Saved data entries.
☆ ☆ ☆

//! Cross-kind relationship analysis
//!
//! Loads every registered kind through the manager, then derives:
//! - a per-kind summary (errors kept inline, never propagated)
//! - relationships: model → model from declared relations, controller →
//!   route by action prefix and controller → model by dependency name
//! - a dependency graph keyed by component name
//! - placeholder pattern, metric and recommendation sections

pub mod models;

pub use models::*;

use crate::manager::AtlasManager;
use crate::mapper::{ScanOptions, ScanResult};
use std::collections::{BTreeMap, BTreeSet};
use std::path::PathBuf;

/// Kind-name → scan result for one analysis run
pub type ComponentData = BTreeMap<String, ScanResult>;

pub struct AnalysisEngine<'a> {
    manager: &'a AtlasManager,
}

impl<'a> AnalysisEngine<'a> {
    pub fn new(manager: &'a AtlasManager) -> Self {
        Self { manager }
    }

    /// Analyze every registered kind under `paths` (empty means each
    /// kind's conventional directories)
    pub fn analyze_component_relationships(&self, paths: &[PathBuf]) -> AnalysisReport {
        self.analyze_with(&ScanOptions::with_paths(paths.to_vec()))
    }

    pub fn analyze_with(&self, options: &ScanOptions) -> AnalysisReport {
        let data = self.load(options);
        Self::report(&data)
    }

    /// Scan every kind, converting failures into error records
    pub fn load(&self, options: &ScanOptions) -> ComponentData {
        let mut data = ComponentData::new();
        for kind in self.manager.kinds() {
            let result = match self.manager.scan(&kind, options) {
                Ok(result) => result,
                Err(e) => {
                    tracing::warn!("Analysis: scanning {} failed: {}", kind, e);
                    ScanResult::failed(kind.clone(), e.to_string())
                }
            };
            data.insert(kind, result);
        }
        data
    }

    /// Build the report from already-loaded data
    pub fn report(data: &ComponentData) -> AnalysisReport {
        let component_summary = summarize(data);
        let relationships = relate(data);
        let dependency_graph = dependency_graph(data);

        tracing::info!(
            "Analysis complete: {} kinds, {} components, {} relationship entries",
            data.len(),
            dependency_graph.len(),
            relationships.len()
        );

        AnalysisReport {
            component_summary,
            relationships,
            complexity_metrics: ComplexityMetrics {
                total_components: dependency_graph.len(),
                coupling_score: "moderate".to_string(),
            },
            dependency_graph,
            architecture_patterns: ArchitecturePatterns::default(),
            recommendations: Vec::new(),
        }
    }
}

fn summarize(data: &ComponentData) -> BTreeMap<String, KindSummary> {
    data.iter()
        .map(|(kind, result)| {
            let summary = match result.error() {
                Some(error) => KindSummary::failed(error),
                None => {
                    let mut summary = KindSummary {
                        count: result.count(),
                        ..Default::default()
                    };
                    match kind.as_str() {
                        "models" => {
                            summary.with_relationships = Some(
                                result
                                    .records()
                                    .filter(|r| !r.relationships().is_empty())
                                    .count(),
                            )
                        }
                        "controllers" => {
                            summary.total_actions =
                                Some(result.records().map(|r| r.actions().len()).sum())
                        }
                        _ => {}
                    }
                    summary
                }
            };
            (kind.clone(), summary)
        })
        .collect()
}

fn relate(data: &ComponentData) -> BTreeMap<String, RelationshipEntry> {
    let mut relationships = BTreeMap::new();
    let models = data.get("models");
    let routes = data.get("routes");

    if let Some(models) = models {
        for model in models.records() {
            let relates_to = model
                .relationships()
                .iter()
                .map(|r| RelatedComponent {
                    name: r.related.clone(),
                    kind: "model".to_string(),
                    relation: Some(r.relation_type.clone()),
                })
                .collect();
            relationships.insert(
                model.name.clone(),
                RelationshipEntry {
                    kind: "model".to_string(),
                    relates_to,
                },
            );
        }
    }

    let model_names: BTreeSet<&str> = models
        .map(|m| m.records().map(|r| r.name.as_str()).collect())
        .unwrap_or_default();

    if let Some(controllers) = data.get("controllers") {
        for controller in controllers.records() {
            let mut relates_to = Vec::new();

            if let Some(routes) = routes {
                for route in routes.records() {
                    let matches = route
                        .route_action()
                        .map(|action| action.starts_with(controller.name.as_str()))
                        .unwrap_or(false);
                    if matches {
                        relates_to.push(RelatedComponent::new(route.name.clone(), "route"));
                    }
                }
            }

            for dependency in &controller.dependencies {
                if model_names.contains(dependency.as_str()) {
                    relates_to.push(RelatedComponent::new(dependency.clone(), "model"));
                }
            }

            if !relates_to.is_empty() {
                relationships.insert(
                    controller.name.clone(),
                    RelationshipEntry {
                        kind: "controller".to_string(),
                        relates_to,
                    },
                );
            }
        }
    }

    relationships
}

/// One node per component; a name shared by two kinds keeps the kind
/// processed last
fn dependency_graph(data: &ComponentData) -> BTreeMap<String, DependencyGraphNode> {
    let mut graph = BTreeMap::new();
    for (kind, result) in data {
        for record in result.records() {
            let node = DependencyGraphNode {
                component: record.name.clone(),
                kind: kind.clone(),
                dependencies: record.dependencies.clone(),
                dependency_count: record.dependencies.len(),
            };
            if let Some(previous) = graph.insert(record.name.clone(), node) {
                tracing::debug!(
                    "Dependency graph: {} ({}) replaced by {}",
                    record.name,
                    previous.kind,
                    kind
                );
            }
        }
    }
    graph
}

#[cfg(test)]
mod tests {
    use super::*;
    use crate::mapper::{MapperRegistry, ScanResult};
    use crate::test_helpers::*;
    use std::sync::Arc;

    fn manager_with(mappers: Vec<Arc<dyn crate::mapper::Mapper>>) -> AtlasManager {
        let mut registry = MapperRegistry::new();
        for mapper in mappers {
            registry.register(mapper);
        }
        AtlasManager::with_registry(registry, ".")
    }

    #[test]
    fn test_controller_relates_to_routes_and_models() {
        let manager = manager_with(vec![
            Arc::new(StubMapper::with_records(
                "models",
                vec![
                    model_record("PostService", &[]),
                    model_record("Post", &[("comments", "Comment", "hasMany")]),
                ],
            )),
            Arc::new(StubMapper::with_records(
                "controllers",
                vec![
                    controller_record("PostController", &["index"], &["PostService"]),
                    controller_record("HomeController", &["show"], &["Mailer"]),
                ],
            )),
            Arc::new(StubMapper::with_records(
                "routes",
                vec![
                    route_record("posts.index", Some("PostController@index")),
                    route_record("home", Some("HomeController@show")),
                    route_record("about", None),
                ],
            )),
        ]);

        let report = AnalysisEngine::new(&manager).analyze_component_relationships(&[]);

        let entry = &report.relationships["PostController"];
        assert_eq!(entry.kind, "controller");
        assert!(entry
            .relates_to
            .contains(&RelatedComponent::new("posts.index", "route")));
        assert!(entry
            .relates_to
            .contains(&RelatedComponent::new("PostService", "model")));

        // every model gets an entry, related or not
        assert_eq!(report.relationships["PostService"].kind, "model");
        assert!(report.relationships["PostService"].relates_to.is_empty());
        assert_eq!(report.relationships["Post"].relates_to[0].name, "Comment");

        assert_eq!(report.component_summary["models"].with_relationships, Some(1));
        assert_eq!(report.component_summary["controllers"].total_actions, Some(2));
        assert_eq!(report.component_summary["routes"].with_relationships, None);
    }

    #[test]
    fn test_failing_kind_is_contained() {
        let manager = manager_with(vec![
            Arc::new(StubMapper::new("services", 2)),
            Arc::new(FailingMapper::new("jobs", "queue config unreadable")),
        ]);
        let report = AnalysisEngine::new(&manager).analyze_component_relationships(&[]);

        assert_eq!(report.component_summary["services"].count, 2);
        assert!(report.component_summary["services"].error.is_none());

        let jobs = &report.component_summary["jobs"];
        assert_eq!(jobs.count, 0);
        assert!(jobs.error.as_deref().unwrap().contains("queue config unreadable"));

        assert_eq!(report.dependency_graph.len(), 2);
        assert_eq!(report.complexity_metrics.total_components, 2);
    }

    #[test]
    fn test_graph_name_collision_keeps_last_kind() {
        let mut data = ComponentData::new();
        data.insert(
            "models".into(),
            ScanResult::new("models", records(vec![model_record("Post", &[])])),
        );
        let mut resource = model_record("Post", &[]);
        resource.kind = "resources".into();
        resource.dependencies = vec!["Post".into()];
        data.insert("resources".into(), ScanResult::new("resources", records(vec![resource])));

        let report = AnalysisEngine::report(&data);
        assert_eq!(report.dependency_graph.len(), 1);
        assert_eq!(report.dependency_graph["Post"].kind, "resources");
        assert_eq!(report.dependency_graph["Post"].dependency_count, 1);
    }

    #[test]
    fn test_placeholders_and_json_round_trip() {
        let manager = manager_with(vec![Arc::new(StubMapper::new("services", 1))]);
        let report = AnalysisEngine::new(&manager).analyze_component_relationships(&[]);

        assert!(report.architecture_patterns.detected.is_empty());
        assert_eq!(report.architecture_patterns.confidence, "low");
        assert_eq!(report.architecture_patterns.status, "not_detected");
        assert_eq!(report.complexity_metrics.coupling_score, "moderate");
        assert!(report.recommendations.is_empty());

        let json = serde_json::to_string(&report).unwrap();
        let back: AnalysisReport = serde_json::from_str(&json).unwrap();
        assert_eq!(back, report);
    }
}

☆ ☆ ☆

WHAT TO PRODUCE. Please repeat word for word the lines above that run from the beginning through the line containing "for kind in", keeping both the first and that last line.

OUTPUT.
//! Cross-kind relationship analysis
//!
//! Loads every registered kind through the manager, then derives:
//! - a per-kind summary (errors kept inline, never propagated)
//! - relationships: model → model from declared relations, controller →
//!   route by action prefix and controller → model by dependency name
//! - a dependency graph keyed by component name
//! - placeholder pattern, metric and recommendation sections

pub mod models;

pub use models::*;

use crate::manager::AtlasManager;
use crate::mapper::{ScanOptions, ScanResult};
use std::collections::{BTreeMap, BTreeSet};
use std::path::PathBuf;

/// Kind-name → scan result for one analysis run
pub type ComponentData = BTreeMap<String, ScanResult>;

pub struct AnalysisEngine<'a> {
    manager: &'a AtlasManager,
}

impl<'a> AnalysisEngine<'a> {
    pub fn new(manager: &'a AtlasManager) -> Self {
        Self { manager }
    }

    /// Analyze every registered kind under `paths` (empty means each
    /// kind's conventional directories)
    pub fn analyze_component_relationships(&self, paths: &[PathBuf]) -> AnalysisReport {
        self.analyze_with(&ScanOptions::with_paths(paths.to_vec()))
    }

    pub fn analyze_with(&self, options: &ScanOptions) -> AnalysisReport {
        let data = self.load(options);
        Self::report(&data)
    }

    /// Scan every kind, converting failures into error records
    pub fn load(&self, options: &ScanOptions) -> ComponentData {
        let mut data = ComponentData::new();
        for kind in self.manager.kinds() {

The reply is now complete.